#### [Exercise goal]
Starting at the first line, copy the data below through to the end, exactly.
#### Data to process ####
#[cfg(test)]
mod tests {
    use super::*;
    use flexsync_protocol::{Changeset, CreateObject, DownloadCursor, PayloadType, PrimaryKey};
    use flexsync_storage::Database;

    fn bind_request(store: &SubscriptionStore) -> BindRequest {
        let config = SessionConfig::new("localhost", "/app/flx");
        BindRequest {
            shared: Arc::new(SessionShared::new(1)),
            applier: DatabaseApplier::new(store.database().clone()),
            store: Some(store.clone()),
            endpoint: ServerEndpoint {
                envelope: config.protocol_envelope,
                address: config.server_address.clone(),
                port: 7800,
            },
            config,
            callbacks: SessionCallbacks::default(),
        }
    }

    fn create_cat(object: i64) -> RemoteChangeset {
        let mut changeset = Changeset::new();
        let table = changeset.intern_string("Cat");
        changeset.push(CreateObject {
            table,
            object: PrimaryKey::Int(object),
        });
        RemoteChangeset {
            remote_version: object as u64,
            last_integrated_local_version: 0,
            origin_timestamp: 0,
            origin_file_ident: 2,
            original_changeset_size: 8,
            changeset,
        }
    }

    #[test]
    fn unfinished_bootstrap_is_applied_on_bind() {
        let db = Database::open_in_memory();
        db.transaction(|txn| txn.add_table("Cat", "_id", PayloadType::Int))
            .unwrap();
        let store = SubscriptionStore::create(db.clone()).unwrap();
        let version = store
            .get_latest()
            .unwrap()
            .make_mutable_copy()
            .commit()
            .unwrap()
            .version();
        let mut set = store.get_mutable_by_version(version).unwrap();
        set.update_state(State::Bootstrapping, None).unwrap();
        set.commit().unwrap();

        let applier = DatabaseApplier::new(db.clone());
        let progress = SyncProgress {
            download: DownloadCursor {
                server_version: 12,
                last_integrated_client_version: 0,
            },
            latest_server_version: 12,
            ..Default::default()
        };
        let stored = applier
            .store_bootstrap(version, progress, vec![create_cat(1), create_cat(2)])
            .unwrap();
        // The first part was integrated before the database was closed.
        applier
            .integrate_bootstrap(&stored.changesets[..1], &SyncMetadata::default(), false)
            .unwrap();

        let engine = SessionEngine::new(bind_request(&store));
        assert_eq!(applier.pending_bootstrap().unwrap(), None);
        assert_eq!(db.begin_read().object_count("Cat"), 2);
        assert_eq!(engine.metadata.download.server_version, 12);
        assert_eq!(SyncMetadata::load(&db).download.server_version, 12);
        assert_eq!(
            store.get_by_version(version).unwrap().state(),
            State::AwaitingMark
        );
        assert_eq!(engine.bootstrap_marks, vec![(1, version)]);
    }

    #[test]
    fn nothing_to_resume_without_pending_bootstrap() {
        let db = Database::open_in_memory();
        let store = SubscriptionStore::create(db).unwrap();
        let engine = SessionEngine::new(bind_request(&store));
        assert!(engine.bootstrap_marks.is_empty());
        assert_eq!(engine.progress_version, 0);
    }
}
####
#### [Task output]
#[cfg(test)]
mod tests {
    use super::*;
    use flexsync_protocol::{Changeset, CreateObject, DownloadCursor, PayloadType, PrimaryKey};
    use flexsync_storage::Database;

    fn bind_request(store: &SubscriptionStore) -> BindRequest {
        let config = SessionConfig::new("localhost", "/app/flx");
        BindRequest {
            shared: Arc::new(SessionShared::new(1)),
            applier: DatabaseApplier::new(store.database().clone()),
            store: Some(store.clone()),
            endpoint: ServerEndpoint {
                envelope: config.protocol_envelope,
                address: config.server_address.clone(),
                port: 7800,
            },
            config,
            callbacks: SessionCallbacks::default(),
        }
    }

    fn create_cat(object: i64) -> RemoteChangeset {
        let mut changeset = Changeset::new();
        let table = changeset.intern_string("Cat");
        changeset.push(CreateObject {
            table,
            object: PrimaryKey::Int(object),
        });
        RemoteChangeset {
            remote_version: object as u64,
            last_integrated_local_version: 0,
            origin_timestamp: 0,
            origin_file_ident: 2,
            original_changeset_size: 8,
            changeset,
        }
    }

    #[test]
    fn unfinished_bootstrap_is_applied_on_bind() {
        let db = Database::open_in_memory();
        db.transaction(|txn| txn.add_table("Cat", "_id", PayloadType::Int))
            .unwrap();
        let store = SubscriptionStore::create(db.clone()).unwrap();
        let version = store
            .get_latest()
            .unwrap()
            .make_mutable_copy()
            .commit()
            .unwrap()
            .version();
        let mut set = store.get_mutable_by_version(version).unwrap();
        set.update_state(State::Bootstrapping, None).unwrap();
        set.commit().unwrap();

        let applier = DatabaseApplier::new(db.clone());
        let progress = SyncProgress {
            download: DownloadCursor {
                server_version: 12,
                last_integrated_client_version: 0,
            },
            latest_server_version: 12,
            ..Default::default()
        };
        let stored = applier
            .store_bootstrap(version, progress, vec![create_cat(1), create_cat(2)])
            .unwrap();
        // The first part was integrated before the database was closed.
        applier
            .integrate_bootstrap(&stored.changesets[..1], &SyncMetadata::default(), false)
            .unwrap();

        let engine = SessionEngine::new(bind_request(&store));
        assert_eq!(applier.pending_bootstrap().unwrap(), None);
        assert_eq!(db.begin_read().object_count("Cat"), 2);
        assert_eq!(engine.metadata.download.server_version, 12);
        assert_eq!(SyncMetadata::load(&db).download.server_version, 12);
        assert_eq!(
            store.get_by_version(version).unwrap().state(),
            State::AwaitingMark
        );
        assert_eq!(engine.bootstrap_marks, vec![(1, version)]);
    }

    #[test]
    fn nothing_to_resume_without_pending_bootstrap() {
        let db = Database::open_in_memory();
        let store = SubscriptionStore::create(db).unwrap();
        let engine = SessionEngine::new(bind_request(&store));
        assert!(engine.bootstrap_marks.is_empty());
        assert_eq!(engine.progress_version, 0);
    }
}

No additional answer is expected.